Devletler, boyundurukları altındaki halklara, hane ahalisini sürekli döven, onların kazandığı parayı gasp ederek geçinen, onlarla iki çift laf edene hunharca saldıran herifler gibi davranırlar. Devletler, kelimenin her anlamıyla, erkektirler; halklara tecavüz ederler. Boyunduruğu altındaki halkları dövme ve her açıdan sömürme tekeline sahip olmaya “bağımsızlık” denir ve devletler için “bağımsızlık” işte bu nedenle tam bir namus davasıdır.

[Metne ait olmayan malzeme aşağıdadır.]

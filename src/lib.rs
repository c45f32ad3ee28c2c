//! # Price Harness
//!
//! A supermarket price catalog and shopping-list comparison engine.
//!
//! Price Harness extracts `(product, price, promotion)` entries from
//! supermarket price lists, keeps the latest price per product and
//! supermarket, and answers "where is each item on my list cheapest?"
//! through a CLI and an HTTP API.
//!
//! ## Architecture
//!
//! ```text
//! ┌─────────────┐   ┌─────────────┐   ┌───────────┐
//! │  Extractor  │──▶│ Normalizer  │──▶│  Catalog  │
//! │ TXT/PDF/XLSX│   │ + Category  │   │ Mem/SQLite│
//! └─────────────┘   └─────────────┘   └─────┬─────┘
//!                                           │
//!                  ┌─────────┐   ┌──────────┴──┐   ┌─────────┐
//! shopping list ──▶│ Matcher │──▶│ Comparator  │──▶│ Savings │
//!                  └─────────┘   └─────────────┘   └─────────┘
//! ```
//!
//! ## Quick Start
//!
//! ```bash
//! prh init
//! prh ingest flyer.pdf --supermarket bompreco
//! prh compare --item "Arroz Tipo 1:2"
//! prh serve
//! ```
//!
//! ## Modules
//!
//! | Module | Purpose |
//! |--------|---------|
//! | [`config`] | TOML configuration parsing |
//! | [`models`] | Core data types |
//! | [`error`] | Domain error types |
//! | [`money`] | Monetary amount recognition |
//! | [`extract`] | Price-list document extraction |
//! | [`normalize`] | Product-name normalization |
//! | [`category`] | Product categorization |
//! | [`store`] | Catalog storage (in-memory and SQLite) |
//! | [`matcher`] | Exact and fuzzy item matching |
//! | [`compare`] | Shopping-list comparison |
//! | [`savings`] | Estimated savings |
//! | [`ingest`] | Ingestion pipeline |
//! | [`compare_cmd`] | Catalog query commands |
//! | [`server`] | HTTP API server |
//! | [`db`] | Database connection |
//! | [`migrate`] | Schema migrations |

pub mod category;
pub mod compare;
pub mod compare_cmd;
pub mod config;
pub mod db;
pub mod error;
pub mod extract;
pub mod ingest;
pub mod matcher;
pub mod migrate;
pub mod models;
pub mod money;
pub mod normalize;
pub mod savings;
pub mod server;
pub mod store;
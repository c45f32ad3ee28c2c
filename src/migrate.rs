use anyhow::Result;

use crate::config::Config;
use crate::db;

pub async fn run_migrations(config: &Config) -> Result<()> {
    let pool = db::connect(config).await?;

    // Latest price per (supermarket, product key)
    sqlx::query(
        r#"
        CREATE TABLE IF NOT EXISTS prices (
            supermarket TEXT NOT NULL,
            normalized_key TEXT NOT NULL,
            display_name TEXT NOT NULL,
            price_cents INTEGER NOT NULL CHECK (price_cents >= 0),
            promotion INTEGER NOT NULL DEFAULT 0,
            category TEXT NOT NULL DEFAULT 'outros',
            observed_at TEXT NOT NULL,
            PRIMARY KEY (supermarket, normalized_key)
        )
        "#,
    )
    .execute(&pool)
    .await?;

    sqlx::query("CREATE INDEX IF NOT EXISTS idx_prices_category ON prices(category)")
        .execute(&pool)
        .await?;

    pool.close().await;
    Ok(())
}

Devletler ile “terör örgütleri” arasında, hangisinin insanlığa daha zararlı olduğu meselesi de, tam bir odadaki fildir. Mesele daha çok sayıda insan öldürmekse, devletler kesinlikle daha fazla insan öldürürler; mesele haraç kesmekse, devletler haraç kesme sisteminin tillahını kurmuş durumdadırlar; mesele halkların huzuru kaçırmak, onları terörize etmekse, devletler bu konuda birer markadırlar. Buraya kadar tamam. Fakat mevzunun karıştığı yer, devletlerin, halkların dışında, üzerinde ya da onlardan ayrı herhangi bir yerde konumlanmış bir baskı aygıtı değil, kendisini toplumun kılcal mikro-iktidar damarlarında sürekli yeniden üreten bir ilişkiler ağı, bir nöro-bilişsel beden olmasıdır. Şirketler ise aslında devletin kaburgasından var olmuş, bu anlamda devletler ile aynı genetik koda sahip ve onlara her anlamda bağımlı yan nöro-bilişsel organ-bedenciklerdir. Buradaki “cik”e aldanmayalım, son derece devletlû ve muktedirdirler.
Devletlerin, insanlığın tarih boyunca gündelik hayatı örgütleme biçimleri ile illa ki güçlü bir bağlantısı vardır. Gelgelelim, devletlerin, belirli bir yöre, mahal, bölgedeki insanların, işbölümünün ve mübadelenin giderek daha fazla karmaşıklaşmasına karşı, üzerinde uzlaşmasalar da en azından razı geldikleri, gönül indirdikleri bir zorunlu kötülük olduğu düşüncesi, külliyen safsatadır. Devletler, eski sosyal bilimci abi ve ablaların (gerçi o zamanlar ablaların yazmasına izin yoktu; sadece abilerin) türlü kavramsal çerçeveler kurarak ileri sürdükleri gibi, belirli bir uzlaşma ya da sözleşmeyle kurulmamışlardır. Devletler, halkların üzerine kurulmuşlardır ve dünyayı, deyimi yerindeyse, halkların başına geçirmişlerdir. Önce belirli bir mekânda, bir çıkar örgütü olarak konsantre olmuş, ardından o mekânın çevresindeki çeperindeki halkları ve şayet devletleşmiş bir örgütlenme biçimi varsa onun üzerinde tahakküm kurmuş olduğu halkları boyunduruk altına almak üzere zor kullanmış, toplumsal bir iktidar şebekesi olarak kurumsallaşmış ve tarihselleşmişlerdir.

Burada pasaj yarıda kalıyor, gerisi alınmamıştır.